Theories abound about well-documented cases of children who “remember” past lives
| June 2006 issue
William was born with a birth defect, a serious heart condition in which the main pulmonary valve has not formed completely, keeping blood from flowing properly into the lungs. Aside from this he was an ordinary, healthy boy. When he was 3, he started spontaneously talking about the life of his grandfather. He related details he could never have known. For instance, William told his mother the names of the pets she used to have when she was young. Once, when his mother warned him she would spank him if he didn’t behave, he said, “Mom, when you were a little girl and I was your father, you did much worse things and I never hit you!” And William remembered details about the death of his grandfather, a policeman in New York who was shot six times during a robbery.

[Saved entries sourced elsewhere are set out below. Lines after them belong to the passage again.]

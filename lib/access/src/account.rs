//! Local accounts and the collaborator interfaces around them.
//!
//! The account backend owns account records; this crate only reads them and
//! requests mutations through [`AccountStore`]. Flow notifications go
//! through [`EventSink`], and staged manual identity matches are looked up
//! through [`PendingMatchFinder`].

use async_trait::async_trait;
use chrono::{DateTime, Utc};
use serde::{Deserialize, Serialize};
use wicket_core::AccountId;

use crate::error::LoginFlowError;
use crate::provider::TokenSet;

/// How an account authenticates.
#[derive(Debug, Clone, PartialEq, Eq, Serialize, Deserialize)]
#[serde(from = "String", into = "String")]
pub enum AuthMethod {
    /// The external OpenID Connect provider.
    OpenIdConnect,
    /// Local password authentication.
    Password,
    /// Any other authentication backend, by name.
    Other(String),
}

impl AuthMethod {
    /// Returns the persisted name of the method.
    #[must_use]
    pub fn as_str(&self) -> &str {
        match self {
            Self::OpenIdConnect => "oidc",
            Self::Password => "password",
            Self::Other(name) => name,
        }
    }

    /// Returns true if the method is the external provider.
    #[must_use]
    pub fn is_oidc(&self) -> bool {
        matches!(self, Self::OpenIdConnect)
    }
}

impl From<String> for AuthMethod {
    fn from(name: String) -> Self {
        match name.as_str() {
            "oidc" => Self::OpenIdConnect,
            "password" => Self::Password,
            _ => Self::Other(name),
        }
    }
}

impl From<AuthMethod> for String {
    fn from(method: AuthMethod) -> Self {
        method.as_str().to_string()
    }
}

impl std::fmt::Display for AuthMethod {
    fn fmt(&self, f: &mut std::fmt::Formatter<'_>) -> std::fmt::Result {
        write!(f, "{}", self.as_str())
    }
}

/// A local account as seen by the login flow.
#[derive(Debug, Clone, PartialEq, Eq, Serialize, Deserialize)]
pub struct LocalAccount {
    /// Internal account ID.
    pub id: AccountId,
    /// Unique local username.
    pub username: String,
    /// The account's current authentication method.
    pub auth_method: AuthMethod,
    /// Opaque reference to the account's stored credential, if any. Captured
    /// into the previous-login backup when the method is switched.
    pub credential: Option<String>,
}

impl LocalAccount {
    /// Creates an account value with a fresh ID and no credential.
    #[must_use]
    pub fn new(username: impl Into<String>, auth_method: AuthMethod) -> Self {
        Self {
            id: AccountId::new(),
            username: username.into(),
            auth_method,
            credential: None,
        }
    }

    /// Sets the credential reference.
    #[must_use]
    pub fn with_credential(mut self, credential: Option<String>) -> Self {
        self.credential = credential;
        self
    }
}

/// An authenticated session produced by the local handshake.
#[derive(Debug, Clone, PartialEq, Eq)]
pub struct Session {
    /// The authenticated username.
    pub username: String,
    /// When the handshake succeeded.
    pub established_at: DateTime<Utc>,
}

impl Session {
    /// Creates a session established now.
    #[must_use]
    pub fn new(username: impl Into<String>) -> Self {
        Self {
            username: username.into(),
            established_at: Utc::now(),
        }
    }
}

/// Reference to an account staged for manual matching.
#[derive(Debug, Clone, PartialEq, Eq)]
pub struct AccountRef {
    /// Internal account ID.
    pub account_id: AccountId,
    /// The account's username.
    pub username: String,
}

/// Notifications emitted by the flow.
///
/// Delivery is fire-and-forget: a sink must never block or fail the flow.
#[derive(Debug, Clone, PartialEq, Eq)]
pub enum FlowEvent {
    /// An identity was verified on behalf of a caller that wanted
    /// confirmation only. Carries the raw callback and token-exchange data.
    IdentityVerified {
        state: String,
        code: String,
        tokens: TokenSet,
    },
    /// An external identity was linked to a local account.
    AccountConnected { username: String },
    /// A login could not be completed.
    LoginFailed { username: String, reason: String },
}

/// The account backend consumed by the flow.
#[async_trait]
pub trait AccountStore: Send + Sync {
    /// Returns true if an account with this username exists.
    async fn exists(&self, username: &str) -> Result<bool, LoginFlowError>;

    /// Creates an account for the username, authenticating via the external
    /// provider.
    async fn provision(&self, username: &str) -> Result<LocalAccount, LoginFlowError>;

    /// Switches an account's authentication method.
    async fn set_auth_method(
        &self,
        username: &str,
        method: AuthMethod,
    ) -> Result<(), LoginFlowError>;

    /// Runs the local authentication handshake. Returns `None` if the
    /// handshake is rejected.
    async fn authenticate(&self, username: &str) -> Result<Option<Session>, LoginFlowError>;

    /// Completes a session established by [`authenticate`](Self::authenticate).
    async fn complete_session(&self, session: Session) -> Result<(), LoginFlowError>;
}

/// Fire-and-forget notification sink.
pub trait EventSink: Send + Sync {
    /// Emits one event. Must not block.
    fn emit(&self, event: FlowEvent);
}

/// Lookup of previously staged manual identity matches.
#[async_trait]
pub trait PendingMatchFinder: Send + Sync {
    /// Returns the staged match for the candidate username, if any.
    async fn find(&self, candidate: &str) -> Result<Option<AccountRef>, LoginFlowError>;
}

#[cfg(test)]
mod tests {
    use super::*;

    #[test]
    fn auth_method_string_roundtrip() {
        for method in [
            AuthMethod::OpenIdConnect,
            AuthMethod::Password,
            AuthMethod::Other("ldap".to_string()),
        ] {
            let name = String::from(method.clone());
            assert_eq!(AuthMethod::from(name), method);
        }
    }

    #[test]
    fn auth_method_names() {
        assert_eq!(AuthMethod::OpenIdConnect.as_str(), "oidc");
        assert_eq!(AuthMethod::Password.as_str(), "password");
        assert_eq!(AuthMethod::Other("saml".to_string()).as_str(), "saml");
        assert!(AuthMethod::OpenIdConnect.is_oidc());
        assert!(!AuthMethod::Password.is_oidc());
    }

    #[test]
    fn account_serde_roundtrip() {
        let account = LocalAccount::new("alice", AuthMethod::Password)
            .with_credential(Some("hash:abc".to_string()));
        let json = serde_json::to_string(&account).expect("serialize");
        let parsed: LocalAccount = serde_json::from_str(&json).expect("deserialize");
        assert_eq!(account, parsed);
    }
}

The deadly bullet entered his body through his back where it cut open an artery… in his lungs.
Was William the reincarnation of his grandfather?
In his office at the University of Virginia in Charlottesville, assistant professor and psychiatric clinic director Jim Tucker keeps files filled with such stories. But proof? No. He won’t call it evidence; rather, signs of reincarnation. Tucker is extremely cautious when he talks about his research into the stories of William and more than 2,000 other children in Asia, Africa, Europe and North America, all of whom report memories of a previous life.
Tucker works like a police detective. He not only interviews children about their memories; he talks to parents, family members, friends and acquaintances—including those who knew the person from the alleged past life whenever possible. He checks medical files, reports from coroners and police, eyewitness accounts and all other official documents that could confirm the occurrences.
Sometimes the stories don’t hold together. Tucker dismisses such cases, as well as stories of adults who discover during a workshop that they were once Cleopatra or Napoleon. The story of the young William is among the most convincing, along with those of other children with a birth defect or birthmark in the exact same place as a deadly wound in an alleged past life.
What Is Enlightenment? (March-May 2006) Senior Editor Carter Phipps spent almost a year in the field examining the data on reincarnation. Phipps noted striking similarities:
· Most children start talking about past lives at the age of 2 or 3
· Those lives often involved people who lived fairly close by
· When they talk about it, their tone is factual and much calmer—almost like an adult—compared to when they talk about everyday things
· They have specific knowledge that other children of their age don’t have, such as the 2-year-old girl from Sri Lanka who knew curious details about making incense, including brand names not available in her area
· Over 70 percent of these children talk about a life that ended suddenly, often in a violent way, such as a suicide, murder or traffic accident about which they appear to remember every ghastly detail.
Reincarnation could provide an explanation for Tucker’s data, which he published in Life before Life: A Scientific Investigation of Children’s Memories of Previous Lives (St. Martin’s Press, 2005). It would mean that our natures are shaped not simply by our genetic code or social circumstances, but by traumas and experiences from former lives.
Another explanation for these children’s remarkable stories is paranormal abilities, whereby the children use what are normally considered undeveloped senses. They could be receiving the information telepathically by reading the thoughts of family members or friends of the deceased. According to some, they might even travel back in time to read the thoughts of those whose lives they “remember.” This theory is as controversial as reincarnation itself. The children’s psychic skills would have to be phenomenally well-developed and there is no proof that such highly talented parapsychics exist.
A more complex theory has been conceived by the Hungarian systems philosopher Ervin Laszlo and detailed in his book Science and the Akashic Field: An Integral Theory of Everything (Inner Traditions, 2004). Laszlo writes about the scientific clues to an information field (also known as the Akashic field, quantum field, Zero-Point Field or morphic field) in which all the experiences of living beings in the universe are stored. He theorizes that people and animals might be capable of tuning into the information from this universal data bank. Children wouldn’t really remember a past life, according to Laszlo, but would have access to stored experiences in this information field.
However, theories about psychic talents and information fields don’t explain why the memories disappear when children are about age 7, regardless of their culture. A majority of those in Tucker’s database are now adults, living normal lives with little or no interest in paranormal phenomena. However, at about 7, the logical, rational part of the brain begins to develop. The “forgetting” that begins at that time not only puts an end to any memories of a past life, but of the youngest childhood years.
What Is Enlightenment? imbues its cover story with a mind-boggling question. Is the afterlife evolving alongside the material world? With this idea, the magazine points to a blind spot in the logic of Charles Darwin. If the theory of evolution applies to the physical world, why wouldn’t the soul be an evolving, living phenomenon too? The thought evokes stimulating new questions every bit as gripping as the idea of reincarnation itself.